Your assignment:
Copy verbatim the block of lines in the entries below whose first line contains "url = self.thermostat_url(thermostat, command.path_suffix());" and whose last line contains "let config = HttpConfig::default();". Leave out all other lines.

Collected data entries
★ ★ ★ ★

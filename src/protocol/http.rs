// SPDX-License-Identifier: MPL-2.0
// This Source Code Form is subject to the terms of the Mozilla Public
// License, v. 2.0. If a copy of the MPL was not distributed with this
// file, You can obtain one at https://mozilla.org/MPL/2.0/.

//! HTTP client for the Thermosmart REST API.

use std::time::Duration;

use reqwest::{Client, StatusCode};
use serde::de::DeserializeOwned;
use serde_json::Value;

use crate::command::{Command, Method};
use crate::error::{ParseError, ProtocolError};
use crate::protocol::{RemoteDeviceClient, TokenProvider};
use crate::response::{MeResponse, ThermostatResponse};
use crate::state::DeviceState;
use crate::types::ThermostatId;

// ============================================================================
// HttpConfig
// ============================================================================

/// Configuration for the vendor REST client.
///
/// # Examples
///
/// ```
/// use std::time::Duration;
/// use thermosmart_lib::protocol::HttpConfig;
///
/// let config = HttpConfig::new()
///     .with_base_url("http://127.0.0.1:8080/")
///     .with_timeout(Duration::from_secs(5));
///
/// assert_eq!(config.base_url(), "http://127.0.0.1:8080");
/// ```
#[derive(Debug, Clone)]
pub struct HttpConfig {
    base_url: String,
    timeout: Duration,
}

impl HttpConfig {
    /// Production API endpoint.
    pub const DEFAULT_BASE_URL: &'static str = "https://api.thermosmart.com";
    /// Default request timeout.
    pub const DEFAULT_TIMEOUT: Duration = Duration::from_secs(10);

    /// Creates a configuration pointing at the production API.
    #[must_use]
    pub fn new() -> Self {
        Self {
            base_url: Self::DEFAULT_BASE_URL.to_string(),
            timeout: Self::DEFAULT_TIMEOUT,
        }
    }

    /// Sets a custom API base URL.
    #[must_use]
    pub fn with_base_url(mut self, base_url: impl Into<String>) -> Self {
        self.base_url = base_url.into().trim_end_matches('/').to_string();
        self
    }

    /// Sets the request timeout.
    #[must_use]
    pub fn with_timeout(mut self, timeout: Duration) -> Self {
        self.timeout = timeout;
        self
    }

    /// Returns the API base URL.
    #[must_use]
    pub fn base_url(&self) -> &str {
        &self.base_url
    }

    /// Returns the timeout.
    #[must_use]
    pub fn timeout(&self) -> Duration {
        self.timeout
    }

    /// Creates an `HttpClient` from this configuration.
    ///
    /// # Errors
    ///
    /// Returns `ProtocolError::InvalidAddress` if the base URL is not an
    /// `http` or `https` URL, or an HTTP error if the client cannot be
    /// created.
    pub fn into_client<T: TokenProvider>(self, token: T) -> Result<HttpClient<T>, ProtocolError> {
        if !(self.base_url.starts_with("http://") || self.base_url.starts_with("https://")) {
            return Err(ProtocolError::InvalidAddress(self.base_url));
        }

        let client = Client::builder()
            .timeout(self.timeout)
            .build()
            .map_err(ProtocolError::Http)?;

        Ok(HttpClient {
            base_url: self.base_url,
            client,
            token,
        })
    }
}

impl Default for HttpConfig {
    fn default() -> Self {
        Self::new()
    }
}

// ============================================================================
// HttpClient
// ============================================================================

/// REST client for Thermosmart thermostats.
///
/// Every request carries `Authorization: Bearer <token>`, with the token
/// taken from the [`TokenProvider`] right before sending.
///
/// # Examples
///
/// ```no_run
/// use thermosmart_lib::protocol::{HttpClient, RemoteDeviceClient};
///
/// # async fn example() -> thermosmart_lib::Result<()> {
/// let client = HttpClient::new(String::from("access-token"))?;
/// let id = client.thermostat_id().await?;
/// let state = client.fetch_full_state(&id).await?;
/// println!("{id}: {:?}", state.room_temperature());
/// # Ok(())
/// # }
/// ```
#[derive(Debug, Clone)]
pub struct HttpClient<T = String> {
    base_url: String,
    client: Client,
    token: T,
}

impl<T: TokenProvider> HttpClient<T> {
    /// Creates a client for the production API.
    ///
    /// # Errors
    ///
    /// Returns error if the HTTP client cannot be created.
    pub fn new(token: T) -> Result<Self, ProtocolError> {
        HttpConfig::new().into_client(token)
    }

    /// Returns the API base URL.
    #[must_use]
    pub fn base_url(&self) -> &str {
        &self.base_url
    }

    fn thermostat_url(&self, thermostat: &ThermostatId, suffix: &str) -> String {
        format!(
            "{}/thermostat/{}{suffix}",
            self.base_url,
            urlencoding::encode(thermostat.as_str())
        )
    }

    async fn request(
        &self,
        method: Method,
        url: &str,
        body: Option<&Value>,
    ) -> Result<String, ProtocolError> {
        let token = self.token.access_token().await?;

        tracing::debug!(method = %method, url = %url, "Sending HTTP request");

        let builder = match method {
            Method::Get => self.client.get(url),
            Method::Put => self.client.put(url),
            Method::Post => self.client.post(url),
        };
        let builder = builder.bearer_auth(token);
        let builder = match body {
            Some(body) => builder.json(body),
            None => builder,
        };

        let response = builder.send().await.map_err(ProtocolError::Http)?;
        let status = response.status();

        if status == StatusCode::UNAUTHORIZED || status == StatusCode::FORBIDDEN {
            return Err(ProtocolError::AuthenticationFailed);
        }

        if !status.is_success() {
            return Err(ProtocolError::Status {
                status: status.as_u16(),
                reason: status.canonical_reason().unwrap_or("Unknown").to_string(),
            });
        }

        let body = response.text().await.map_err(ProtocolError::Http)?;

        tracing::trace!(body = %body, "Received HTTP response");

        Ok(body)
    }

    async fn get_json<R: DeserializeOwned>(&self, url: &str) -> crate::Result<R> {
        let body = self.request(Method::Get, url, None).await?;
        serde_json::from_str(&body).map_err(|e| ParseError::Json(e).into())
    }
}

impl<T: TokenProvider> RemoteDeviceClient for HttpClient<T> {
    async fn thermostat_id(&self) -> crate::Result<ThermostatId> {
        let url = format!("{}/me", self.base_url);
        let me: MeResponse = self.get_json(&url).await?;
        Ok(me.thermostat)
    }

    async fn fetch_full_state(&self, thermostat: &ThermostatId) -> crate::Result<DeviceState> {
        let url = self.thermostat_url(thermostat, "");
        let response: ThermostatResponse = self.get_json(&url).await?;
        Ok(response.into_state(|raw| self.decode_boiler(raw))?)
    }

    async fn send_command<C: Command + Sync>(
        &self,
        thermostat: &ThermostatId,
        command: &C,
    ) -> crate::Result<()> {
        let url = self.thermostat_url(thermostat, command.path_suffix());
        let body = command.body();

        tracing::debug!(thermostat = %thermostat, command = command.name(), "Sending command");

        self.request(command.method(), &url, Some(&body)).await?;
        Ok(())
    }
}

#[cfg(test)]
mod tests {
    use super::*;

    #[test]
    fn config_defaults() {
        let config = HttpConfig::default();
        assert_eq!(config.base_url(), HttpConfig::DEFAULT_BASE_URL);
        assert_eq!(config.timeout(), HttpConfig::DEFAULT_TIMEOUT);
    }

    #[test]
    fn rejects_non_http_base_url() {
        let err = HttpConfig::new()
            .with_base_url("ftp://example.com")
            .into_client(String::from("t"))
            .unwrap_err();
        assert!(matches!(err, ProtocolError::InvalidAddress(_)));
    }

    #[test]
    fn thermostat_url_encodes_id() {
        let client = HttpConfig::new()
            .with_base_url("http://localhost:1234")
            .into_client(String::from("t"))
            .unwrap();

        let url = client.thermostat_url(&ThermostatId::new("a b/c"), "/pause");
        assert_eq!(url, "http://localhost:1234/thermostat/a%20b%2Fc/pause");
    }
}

★ ★ ★ ★

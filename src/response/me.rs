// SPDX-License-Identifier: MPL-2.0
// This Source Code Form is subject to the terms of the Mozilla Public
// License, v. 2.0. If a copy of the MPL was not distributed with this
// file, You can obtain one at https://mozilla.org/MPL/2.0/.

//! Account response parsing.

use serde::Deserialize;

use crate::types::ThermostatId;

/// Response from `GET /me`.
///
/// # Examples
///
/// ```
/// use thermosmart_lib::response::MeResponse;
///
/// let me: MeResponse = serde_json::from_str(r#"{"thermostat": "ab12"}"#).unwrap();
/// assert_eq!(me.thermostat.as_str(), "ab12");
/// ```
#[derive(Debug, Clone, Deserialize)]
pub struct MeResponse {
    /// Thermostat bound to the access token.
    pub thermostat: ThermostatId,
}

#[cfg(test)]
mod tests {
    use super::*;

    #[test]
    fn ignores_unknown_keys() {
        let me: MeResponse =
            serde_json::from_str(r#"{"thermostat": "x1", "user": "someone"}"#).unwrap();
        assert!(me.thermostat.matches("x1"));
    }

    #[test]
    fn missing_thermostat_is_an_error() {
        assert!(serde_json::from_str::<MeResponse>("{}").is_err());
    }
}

★ ★ ★ ★

Solution below:
        let url = self.thermostat_url(thermostat, command.path_suffix());
        let body = command.body();

        tracing::debug!(thermostat = %thermostat, command = command.name(), "Sending command");

        self.request(command.method(), &url, Some(&body)).await?;
        Ok(())
    }
}

#[cfg(test)]
mod tests {
    use super::*;

    #[test]
    fn config_defaults() {
        let config = HttpConfig::default();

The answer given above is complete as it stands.